4a. Show what can be
seen, heard, felt, smelled, and tasted on the stage of the novel.
5. Immerse yourself in the world of your writing.
6. The initial scene is the most important scene.
These are the steps I use to write a novel
including the five discrete parts of a novel:
1. Design the initial scene
2. Develop a theme statement
(initial setting, protagonist, protagonist’s helper or antagonist, action
statement)
a. Research as required
b. Develop the initial
setting
c. Develop the characters
d. Identify the telic flaw
(internal and external)
3. Write the initial scene
(identify the output: implied setting, implied characters, implied action
movement)
4. Write the next scene(s)
to the climax (rising action)
5. Write the climax scene
6. Write the falling action
scene(s)
7. Write the dénouement
scene
I finished writing my 31st novel,
working title, Cassandra, potential title Cassandra:
Enchantment and the Warriors. The theme statement is: Deirdre and
Sorcha are redirected to French finishing school where they discover difficult
mysteries, people, and events.
I finished writing my 34th novel
(actually my 32nd completed novel), Seoirse,
potential title Seoirse: Enchantment and the Assignment.

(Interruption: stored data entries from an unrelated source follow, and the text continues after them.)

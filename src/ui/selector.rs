// Copyright (c) 2025, Jason Jenkins
// SPDX-License-Identifier: BSD-3-Clause

//! Project selector list.
//!
//! Two layouts render the same entries: a horizontally scrolling row of
//! cards for narrow windows and a vertical list for wide ones. Both read
//! the active flag from the same [`Selection`], so they always agree on
//! which entry is highlighted.

use crate::models::{project::Project, selection::Selection};
use crate::ui::theme;
use crate::ui::transition::{self, Transition, TransitionClock};
use crate::util::geometry::compact_card_width;

/// One row of the selector.
#[derive(Debug, Clone, PartialEq, Eq)]
pub struct SelectorEntry {
    pub index: usize,
    pub title: String,
    pub summary: String,
    pub active: bool,
}

/// Build the selector rows in catalog order.
pub fn entries(projects: &[Project], selection: &Selection) -> Vec<SelectorEntry> {
    projects
        .iter()
        .enumerate()
        .map(|(index, project)| SelectorEntry {
            index,
            title: project.selector_title().to_string(),
            summary: project.tech_summary(),
            active: selection.is_active(index),
        })
        .collect()
}

/// `"2/3"` style position counter shown above the compact row.
pub fn position_label(selection: &Selection) -> String {
    match selection.active() {
        Some(active) => format!("{}/{}", active + 1, selection.len()),
        None => format!("0/{}", selection.len()),
    }
}

/// Which selector rendering to use.
#[derive(Debug, Clone, Copy, PartialEq, Eq)]
pub enum Layout {
    Compact,
    Vertical,
}

impl Layout {
    /// Narrow windows get the compact row.
    pub fn for_width(width: f32, breakpoint: f32) -> Self {
        if width < breakpoint {
            Layout::Compact
        } else {
            Layout::Vertical
        }
    }
}

/// User override from the View menu.
#[derive(Debug, Clone, Copy, PartialEq, Eq, Default)]
pub enum LayoutMode {
    #[default]
    Auto,
    Compact,
    Vertical,
}

impl LayoutMode {
    pub fn resolve(self, width: f32, breakpoint: f32) -> Layout {
        match self {
            LayoutMode::Auto => Layout::for_width(width, breakpoint),
            LayoutMode::Compact => Layout::Compact,
            LayoutMode::Vertical => Layout::Vertical,
        }
    }
}

/// Result of selector interaction.
#[derive(Debug, Clone, Copy, PartialEq, Eq)]
pub enum SelectorAction {
    None,
    Select(usize),
}

/// Display the selector and report which entry was clicked.
pub fn show(
    ui: &mut egui::Ui,
    entries: &[SelectorEntry],
    selection: &Selection,
    layout: Layout,
    clock: &mut TransitionClock,
) -> SelectorAction {
    let now = ui.input(|i| i.time);
    let id = egui::Id::new("selector").with(layout_key(layout));

    match layout {
        Layout::Compact => show_compact(ui, entries, selection, id, clock, now),
        Layout::Vertical => show_vertical(ui, entries, id, clock, now),
    }
}

fn layout_key(layout: Layout) -> &'static str {
    match layout {
        Layout::Compact => "compact",
        Layout::Vertical => "vertical",
    }
}

fn show_compact(
    ui: &mut egui::Ui,
    entries: &[SelectorEntry],
    selection: &Selection,
    id: egui::Id,
    clock: &mut TransitionClock,
    now: f64,
) -> SelectorAction {
    let mut action = SelectorAction::None;

    ui.horizontal(|ui| {
        ui.label(egui::RichText::new("SELECT PROJECT").small().color(theme::MUTED));
        ui.with_layout(egui::Layout::right_to_left(egui::Align::Center), |ui| {
            ui.label(
                egui::RichText::new(position_label(selection))
                    .small()
                    .color(theme::MUTED),
            );
        });
    });
    ui.add_space(6.0);

    let card_width = compact_card_width(ui.available_width());

    egui::ScrollArea::horizontal()
        .id_source(id)
        .show(ui, |ui| {
            ui.horizontal(|ui| {
                for entry in entries {
                    let state = clock.state(
                        id,
                        &Transition::SELECTOR_ITEMS,
                        entry.index,
                        entries.len(),
                        now,
                    );
                    let response = ui
                        .vertical(|ui| {
                            let response =
                                transition::show(ui, state, |ui| card(ui, entry, card_width));
                            // Keep the row height fixed while cards slide.
                            let travel = Transition::SELECTOR_ITEMS.hidden.offset_y;
                            ui.allocate_space(egui::vec2(0.0, travel));
                            response
                        })
                        .inner;
                    if response.clicked() {
                        action = SelectorAction::Select(entry.index);
                    }
                }
            });
        });

    action
}

fn show_vertical(
    ui: &mut egui::Ui,
    entries: &[SelectorEntry],
    id: egui::Id,
    clock: &mut TransitionClock,
    now: f64,
) -> SelectorAction {
    let mut action = SelectorAction::None;
    let width = ui.available_width();

    for entry in entries {
        let state = clock.state(
            id,
            &Transition::SELECTOR_ITEMS,
            entry.index,
            entries.len(),
            now,
        );
        let response = transition::show(ui, state, |ui| row(ui, entry, width));
        if response.clicked() {
            action = SelectorAction::Select(entry.index);
        }
    }

    action
}

/// Compact card with a full border.
fn card(ui: &mut egui::Ui, entry: &SelectorEntry, width: f32) -> egui::Response {
    let (fill, stroke) = if entry.active {
        (theme::SECONDARY_STRONG, theme::LIGHT_BORDER)
    } else {
        (theme::SECONDARY_FAINT, theme::MUTED_BORDER)
    };

    egui::Frame::none()
        .fill(fill)
        .stroke(egui::Stroke::new(1.0, stroke))
        .inner_margin(egui::Margin::same(12.0))
        .show(ui, |ui| {
            ui.set_width((width - 24.0).max(0.0));
            entry_text(ui, entry);
        })
        .response
        .interact(egui::Sense::click())
        .on_hover_cursor(egui::CursorIcon::PointingHand)
}

/// Background of a vertical row.
pub fn row_fill(active: bool, hovered: bool) -> egui::Color32 {
    if active {
        theme::SECONDARY_STRONG
    } else if hovered {
        theme::HOVER
    } else {
        egui::Color32::TRANSPARENT
    }
}

/// Vertical row with a left accent bar.
fn row(ui: &mut egui::Ui, entry: &SelectorEntry, width: f32) -> egui::Response {
    let accent = if entry.active {
        theme::MUTED
    } else {
        theme::MUTED_BORDER
    };

    // Filled in once hover is known, drawn beneath the text.
    let background = ui.painter().add(egui::Shape::Noop);

    let inner = egui::Frame::none()
        .inner_margin(egui::Margin::same(12.0))
        .show(ui, |ui| {
            ui.set_width((width - 24.0).max(0.0));
            entry_text(ui, entry);
        });

    let rect = inner.response.rect;
    let response = inner
        .response
        .interact(egui::Sense::click())
        .on_hover_cursor(egui::CursorIcon::PointingHand);

    ui.painter().set(
        background,
        egui::Shape::rect_filled(rect, 0.0, row_fill(entry.active, response.hovered())),
    );
    ui.painter().line_segment(
        [rect.left_top(), rect.left_bottom()],
        egui::Stroke::new(1.0, accent),
    );

    response
}

fn entry_text(ui: &mut egui::Ui, entry: &SelectorEntry) {
    let title_color = if entry.active { theme::LIGHT } else { theme::MUTED };
    ui.label(egui::RichText::new(&entry.title).strong().color(title_color));
    ui.add(
        egui::Label::new(egui::RichText::new(&entry.summary).small().color(theme::MUTED))
            .truncate(),
    );
}
use crate::alloc::{Allocator, Global};
use crate::list::{List, Node};
use std::fmt;
use std::iter::FusedIterator;
use std::marker::PhantomData;
use std::ptr::NonNull;

/// An iterator over the elements of a `List`.
///
/// It uses a pair of nodes `start..end` to represent a half-open subrange
/// of the list, where `start` is inclusive and `end` is not.
///
/// Though the `Iter` does not hold a reference from the list,
/// it actually *borrows* (immutably) from the list, so a phantom
/// marker of `&'a Node<T>` is added to protect the list from being
/// write.
///
/// # Examples
///
/// ```compile_fail
/// use sentinel_list::List;
///
/// let mut list = List::from_slice(&[1, 2, 3]);
/// let mut iter = list.iter();
///
/// // Won't compile, because list is already borrowed immutably.
/// list.push_back(4);
/// println!("{:?}", iter.next());
/// ```
pub struct Iter<'a, T: 'a> {
    start: NonNull<Node<T>>,
    end: NonNull<Node<T>>,
    len: usize,
    _marker: PhantomData<&'a Node<T>>,
}

impl<'a, T: 'a> Iter<'a, T> {
    pub(crate) fn new<A: Allocator>(list: &'a List<T, A>) -> Self {
        let start = list.front_node();
        let end = list.ghost_node();
        let len = list.len();
        let _marker = PhantomData;
        Self {
            start,
            end,
            len,
            _marker,
        }
    }
}

impl<'a, T: 'a> Clone for Iter<'a, T> {
    fn clone(&self) -> Self {
        Self { ..*self }
    }
}

impl<'a, T: fmt::Debug + 'a> fmt::Debug for Iter<'a, T> {
    fn fmt(&self, f: &mut fmt::Formatter<'_>) -> fmt::Result {
        let mut f = f.debug_tuple("Iter");
        let mut ptr = self.start;
        for _ in 0..self.len {
            // SAFETY: `start..end` is always a valid range of a list holding
            // `len` element nodes.
            let current = unsafe { ptr.as_ref() };
            if let Some(element) = &current.element {
                f.field(element);
            }
            ptr = current.next;
        }
        f.finish()
    }
}

impl<'a, T: 'a> Iterator for Iter<'a, T> {
    type Item = &'a T;

    /// Return `*start` and reset the iterating range to `(start.next)..end`,
    /// or return `None` if `start..end` is already empty.
    fn next(&mut self) -> Option<Self::Item> {
        if self.len == 0 {
            return None;
        }
        // SAFETY: `start..end` is always a valid range of a list,
        // and it is not empty here, so it is safe.
        let current = unsafe { &*self.start.as_ptr() };
        self.start = current.next;
        self.len -= 1;
        current.element.as_ref()
    }

    fn size_hint(&self) -> (usize, Option<usize>) {
        (self.len, Some(self.len))
    }

    fn last(mut self) -> Option<Self::Item>
    where
        Self: Sized,
    {
        self.next_back()
    }
}

impl<'a, T: 'a> DoubleEndedIterator for Iter<'a, T> {
    /// Reset the iterating range to `start..(end.prev)` and return `*end`,
    /// or return `None` if `start..end` is already empty.
    fn next_back(&mut self) -> Option<Self::Item> {
        if self.len == 0 {
            return None;
        }
        // SAFETY: `start..end` is always a valid range of a list,
        // and it is not empty here, so it is safe.
        self.end = unsafe { self.end.as_ref().prev };
        let current = unsafe { &*self.end.as_ptr() };
        self.len -= 1;
        current.element.as_ref()
    }
}

impl<'a, T: 'a> ExactSizeIterator for Iter<'a, T> {}

impl<'a, T: 'a> FusedIterator for Iter<'a, T> {}

/// A mutable iterator over the elements of a `List`.
///
/// `start..end` denotes a subrange of the list.
///
/// Though the `IterMut` does not hold a reference from the list,
/// it actually *borrows* (mutably) from the list, so a phantom
/// marker of `&'a mut Node<T>` is added to protect the list from
/// begin read.
///
/// # Examples
///
/// `List` is not readable after an `IterMut` is created.
/// ```compile_fail
/// use sentinel_list::List;
///
/// let mut list = List::from_slice(&[1, 2, 3]);
/// let mut iter = list.iter_mut();
/// println!("{:?}", list.back());
/// println!("{:?}", iter.next());
/// ```
pub struct IterMut<'a, T: 'a> {
    start: NonNull<Node<T>>,
    end: NonNull<Node<T>>,
    len: usize,
    _marker: PhantomData<&'a mut Node<T>>,
}

impl<'a, T: 'a> IterMut<'a, T> {
    pub(crate) fn new<A: Allocator>(list: &'a mut List<T, A>) -> Self {
        let start = list.front_node();
        let end = list.ghost_node();
        let len = list.len();
        let _marker = PhantomData;
        Self {
            start,
            end,
            len,
            _marker,
        }
    }
}

impl<'a, T: fmt::Debug + 'a> fmt::Debug for IterMut<'a, T> {
    fn fmt(&self, f: &mut fmt::Formatter<'_>) -> fmt::Result {
        let mut f = f.debug_tuple("IterMut");
        let mut ptr = self.start;
        for _ in 0..self.len {
            // SAFETY: `start..end` is always a valid range of a list holding
            // `len` element nodes.
            let current = unsafe { ptr.as_ref() };
            if let Some(element) = &current.element {
                f.field(element);
            }
            ptr = current.next;
        }
        f.finish()
    }
}

impl<'a, T: 'a> Iterator for IterMut<'a, T> {
    type Item = &'a mut T;

    /// Return `*start` and reset the iterating range to `(start.next)..end`,
    /// or return `None` if `start..end` is already empty.
    fn next(&mut self) -> Option<Self::Item> {
        if self.len == 0 {
            return None;
        }
        // SAFETY: `start..end` is always a valid range of a list, and it is
        // not empty here. Each element is yielded at most once, and only its
        // field is borrowed, so the mutable references never alias.
        let current = self.start.as_ptr();
        self.start = unsafe { (*current).next };
        self.len -= 1;
        unsafe { (*current).element.as_mut() }
    }

    fn size_hint(&self) -> (usize, Option<usize>) {
        (self.len, Some(self.len))
    }

    fn last(mut self) -> Option<Self::Item>
    where
        Self: Sized,
    {
        self.next_back()
    }
}

impl<'a, T: 'a> ExactSizeIterator for IterMut<'a, T> {}

impl<'a, T: 'a> FusedIterator for IterMut<'a, T> {}

impl<'a, T: 'a> DoubleEndedIterator for IterMut<'a, T> {
    /// Reset the iterating range to `start..(end.prev)` and return `*end`,
    /// or return `None` if `start..end` is already empty.
    fn next_back(&mut self) -> Option<Self::Item> {
        if self.len == 0 {
            return None;
        }
        // SAFETY: `start..end` is always a valid range of a list, and it is
        // not empty here. The link is read through the raw pointer, leaving
        // the elements already yielded untouched.
        self.end = unsafe { (*self.end.as_ptr()).prev };
        self.len -= 1;
        unsafe { (*self.end.as_ptr()).element.as_mut() }
    }
}

/// An owning iterator over the elements of a `List`.
///
/// This `struct` is created by the [`into_iter`] method on [`List`]
/// (provided by the `IntoIterator` trait). See its documentation for more.
///
/// [`into_iter`]: List::into_iter
pub struct IntoIter<T, A: Allocator = Global> {
    list: List<T, A>,
}

impl<T: fmt::Debug, A: Allocator> fmt::Debug for IntoIter<T, A> {
    fn fmt(&self, f: &mut fmt::Formatter<'_>) -> fmt::Result {
        f.debug_struct("IntoIter")
            .field("list", &self.list)
            .finish()
    }
}

impl<T, A: Allocator> Iterator for IntoIter<T, A> {
    type Item = T;

    fn next(&mut self) -> Option<Self::Item> {
        self.list.pop_front()
    }

    fn size_hint(&self) -> (usize, Option<usize>) {
        let len = self.list.len;
        (len, Some(len))
    }

    fn last(mut self) -> Option<Self::Item>
    where
        Self: Sized,
    {
        self.next_back()
    }
}

impl<T, A: Allocator> DoubleEndedIterator for IntoIter<T, A> {
    fn next_back(&mut self) -> Option<Self::Item> {
        self.list.pop_back()
    }
}

impl<T, A: Allocator> ExactSizeIterator for IntoIter<T, A> {}

impl<T, A: Allocator> FusedIterator for IntoIter<T, A> {}

impl<T, A: Allocator> IntoIterator for List<T, A> {
    type Item = T;
    type IntoIter = IntoIter<T, A>;

    fn into_iter(self) -> Self::IntoIter {
        IntoIter { list: self }
    }
}

impl<'a, T, A: Allocator> IntoIterator for &'a List<T, A> {
    type Item = &'a T;
    type IntoIter = Iter<'a, T>;

    fn into_iter(self) -> Self::IntoIter {
        self.iter()
    }
}

impl<'a, T, A: Allocator> IntoIterator for &'a mut List<T, A> {
    type Item = &'a mut T;
    type IntoIter = IterMut<'a, T>;

    fn into_iter(self) -> Self::IntoIter {
        self.iter_mut()
    }
}

impl<T> FromIterator<T> for List<T> {
    fn from_iter<I: IntoIterator<Item = T>>(iter: I) -> Self {
        let mut list = List::new();
        list.extend(iter);
        list
    }
}

impl<T, const N: usize> From<[T; N]> for List<T> {
    fn from(array: [T; N]) -> Self {
        Self::from_iter(array)
    }
}

impl<T, A: Allocator> Extend<T> for List<T, A> {
    fn extend<I: IntoIterator<Item = T>>(&mut self, iter: I) {
        iter.into_iter().for_each(|item| self.push_back(item));
    }
}

impl<'a, T: 'a + Copy, A: Allocator> Extend<&'a T> for List<T, A> {
    fn extend<I: IntoIterator<Item = &'a T>>(&mut self, iter: I) {
        self.extend(iter.into_iter().copied())
    }
}

unsafe impl<T: Sync> Send for Iter<'_, T> {}

unsafe impl<T: Sync> Sync for Iter<'_, T> {}

unsafe impl<T: Send> Send for IterMut<'_, T> {}

unsafe impl<T: Sync> Sync for IterMut<'_, T> {}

The
theme statement is: Seoirse is assigned to be Rose’s protector and helper at
Monmouth while Rose deals with five goddesses and schoolwork; unfortunately,
Seoirse has fallen in love with Rose.
Here is the cover
proposal for the third edition of Centurion:
Cover Proposal |
The most important scene
in any novel is the initial scene, but eventually, you have to move to the
rising action. I am continuing to write on my 30th novel,
working title Red Sonja. I finished my 29th novel,
working title Detective. I finished writing number 31,
working title Cassandra: Enchantment and the Warrior. I just
finished my 32nd novel and 33rd novel: Rose:
Enchantment and the Flower, and Seoirse: Enchantment and the
Assignment.
How to begin a novel. Number one thought,
we need an entertaining idea. I usually encapsulate such an idea with a
theme statement. Since I’m writing a new novel, we need a new theme
statement. Here is an initial cut.
For novel 30: Red Sonja, a Soviet spy,
infiltrates the X-plane programs at Edwards AFB as a test pilot’s
administrative clerk, learns about freedom, and is redeemed.
For Novel 32: Shiggy Tash finds a lost girl
in the isolated Scottish safe house her organization gives her for her latest
assignment: Rose Craigie has nothing, is alone, and needs someone or something
to rescue and acknowledge her as a human being.
For novel 33, Book girl:
Siobhàn Shaw is Morven McLean’s savior—they are both attending Kilgraston
School in Scotland when Morven loses everything, her wealth, position, and
friends, and Siobhàn Shaw is the only one left to befriend and help her
discover the one thing that might save Morven’s family and existence.
For novel 34: Seoirse is assigned to
be Rose’s protector and helper at Monmouth while Rose deals with five goddesses
and schoolwork; unfortunately, Seoirse has fallen in love with Rose.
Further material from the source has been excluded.